Donnie rolled down his window, and yelled for help. Ellie punched the cop in the crotch, before taking the keys from the ignition.

Bleep.

Opening the door, Ellie sprinted back to the yard.

"Ellie- wait!" Donnie yelled, but to no avail. Ellie was already clambering up the ladder to the treehouse, her footing unsteady as she climbed.

"Oh fuck, oh fuck." Looking down for help, but seeing only blur, Ellie soon saw the backyard had already been vacated in the cop's aftermath. Music still boomed nonetheless, with a small crowd gathering around the back door of the house. She couldn't see him, but Jay was watching the scene, wondering if anyone was going to help as he kept his Anonymous mask firmly over his features.

"Help!" Donnie yelled. He'd freed himself from the car, running as fast as his round frame and gorilla feet could handle towards the back of the house, before getting pounced on by the supposed cop.

"Ellie, don't make it more difficult!" yelled the cop to the skies. Blood was pouring down his neck and onto Donnie's black curls.

It was too late - Ellie had reached the house with an awkward tumble, and was soon scurrying on her knees, searching in the dark with her phone for guidance.

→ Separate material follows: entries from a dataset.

//! Real-file backend over `std::fs`.

use std::fs::{File, OpenOptions};
use std::io::{Read, Seek, SeekFrom, Write};
use std::path::PathBuf;
use std::sync::Mutex;

use canopyfs_core::{NodeMeta, OpenMode, VfsFile};

struct DiskState {
    handle: Option<File>,
    eof: bool,
}

/// A file on the real filesystem.
///
/// The OS handle is opened lazily by `open` and dropped by `close`; `size`
/// consults metadata and works either way. Failure surfaces through the
/// file contract's return values — a vanished or unreadable path makes
/// `open` return false and reads return 0.
pub struct DiskFile {
    meta: NodeMeta,
    os_path: PathBuf,
    state: Mutex<DiskState>,
}

impl DiskFile {
    /// Creates a disk file whose tree path and OS path are the same string.
    pub fn new(path: impl Into<String>) -> Self {
        let path = path.into();
        let os_path = PathBuf::from(&path);
        Self::with_os_path(path, os_path)
    }

    /// Creates a disk file addressed in the tree as `full_path` but read
    /// from `os_path` — the shape produced by scanning an external OS path
    /// into an aliased subtree.
    pub fn with_os_path(full_path: impl Into<String>, os_path: PathBuf) -> Self {
        Self {
            meta: NodeMeta::new(full_path),
            os_path,
            state: Mutex::new(DiskState { handle: None, eof: false }),
        }
    }

    pub fn os_path(&self) -> &PathBuf {
        &self.os_path
    }
}

impl VfsFile for DiskFile {
    fn meta(&self) -> &NodeMeta {
        &self.meta
    }

    fn backend(&self) -> &'static str {
        "disk"
    }

    fn open(&self, mode: OpenMode) -> bool {
        let mut st = self.state.lock().unwrap();
        st.handle = None;
        st.eof = false;
        let mut opts = OpenOptions::new();
        match mode {
            OpenMode::Read => opts.read(true),
            OpenMode::Write => opts.write(true).create(true).truncate(true),
            OpenMode::ReadWrite => opts.read(true).write(true).create(true),
            OpenMode::Append => opts.read(true).append(true).create(true),
        };
        match opts.open(&self.os_path) {
            Ok(f) => {
                st.handle = Some(f);
                true
            }
            Err(_) => false,
        }
    }

    fn close(&self) -> bool {
        let mut st = self.state.lock().unwrap();
        st.handle = None;
        st.eof = false;
        true
    }

    fn is_open(&self) -> bool {
        self.state.lock().unwrap().handle.is_some()
    }

    fn is_eof(&self) -> bool {
        self.state.lock().unwrap().eof
    }

    fn seek(&self, pos: u64) -> bool {
        let mut st = self.state.lock().unwrap();
        st.eof = false;
        match &mut st.handle {
            Some(f) => f.seek(SeekFrom::Start(pos)).is_ok(),
            None => false,
        }
    }

    fn pos(&self) -> Option<u64> {
        let mut st = self.state.lock().unwrap();
        match &mut st.handle {
            Some(f) => f.stream_position().ok(),
            None => None,
        }
    }

    fn read(&self, buf: &mut [u8]) -> usize {
        let mut st = self.state.lock().unwrap();
        match &mut st.handle {
            Some(f) => match f.read(buf) {
                Ok(0) if !buf.is_empty() => {
                    st.eof = true;
                    0
                }
                Ok(n) => n,
                Err(_) => 0,
            },
            None => 0,
        }
    }

    fn write(&self, data: &[u8]) -> usize {
        let mut st = self.state.lock().unwrap();
        match &mut st.handle {
            Some(f) => f.write(data).unwrap_or(0),
            None => 0,
        }
    }

    fn flush(&self) -> bool {
        let mut st = self.state.lock().unwrap();
        match &mut st.handle {
            Some(f) => f.flush().is_ok(),
            None => true,
        }
    }

    fn size(&self) -> Option<u64> {
        std::fs::metadata(&self.os_path).ok().map(|m| m.len())
    }
}

#[cfg(test)]
mod tests {
    use super::*;
    use std::io::Write as _;

    #[test]
    fn test_disk_file_round_trip() {
        let dir = tempfile::tempdir().unwrap();
        let path = dir.path().join("f.txt");
        std::fs::File::create(&path)
            .unwrap()
            .write_all(b"hello disk")
            .unwrap();

        let f = DiskFile::new(path.to_string_lossy().to_string());
        assert_eq!(f.size(), Some(10));
        assert!(!f.is_open());

        assert!(f.open(OpenMode::Read));
        let mut buf = [0u8; 5];
        assert_eq!(f.read(&mut buf), 5);
        assert_eq!(&buf, b"hello");
        assert!(f.seek(6));
        assert_eq!(f.read(&mut buf), 4);
        assert_eq!(&buf[..4], b"disk");
        assert_eq!(f.read(&mut buf), 0);
        assert!(f.is_eof());
        assert!(f.close());
    }

    #[test]
    fn test_disk_file_open_missing() {
        let dir = tempfile::tempdir().unwrap();
        let path = dir.path().join("absent.txt");
        let f = DiskFile::new(path.to_string_lossy().to_string());
        assert!(!f.open(OpenMode::Read));
        assert_eq!(f.size(), None);
        let mut buf = [0u8; 4];
        assert_eq!(f.read(&mut buf), 0);
    }

    #[test]
    fn test_disk_file_write() {
        let dir = tempfile::tempdir().unwrap();
        let path = dir.path().join("out.txt");
        let f = DiskFile::new(path.to_string_lossy().to_string());
        assert!(f.open(OpenMode::Write));
        assert_eq!(f.write(b"written"), 7);
        assert!(f.flush());
        assert!(f.close());
        assert_eq!(std::fs::read(&path).unwrap(), b"written");
    }
}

"Where is it, where is it…" she said between heavy panting.

When Ellie found her handgun, she began dialling a 9 with her free hand, then a 1, then paused.

If real cops come, you're gonna be bust for dealing, fuckwit.

She dropped the phone, and looked around in the dark for help. She could only see shadow and blur.

"Get the fuck down here if you're smart!" begged the cop, who was on his own patrolling the bottom of the twisted oak tree. Donnie was watching, handcuffed and eating dirt, too scared to watch.

"Be smart, Ellie, be fucking smart-"

A shot rang out from the treehouse, sending the cop fleeing back to Donnie's patch in the weeds.

"Oh shit, I told you to be smart..!" To Donnie's ears, there was a real fear in the man's voice, and when he looked up he noticed the cop rubbing the side of his bloodied neck anxiously. "Fucking be smart, girl…"

The music in the house stopped. All guests scrammed from the back door to flee the house, bar one. Only Jay was left standing, trying to see what was happening in the treehouse.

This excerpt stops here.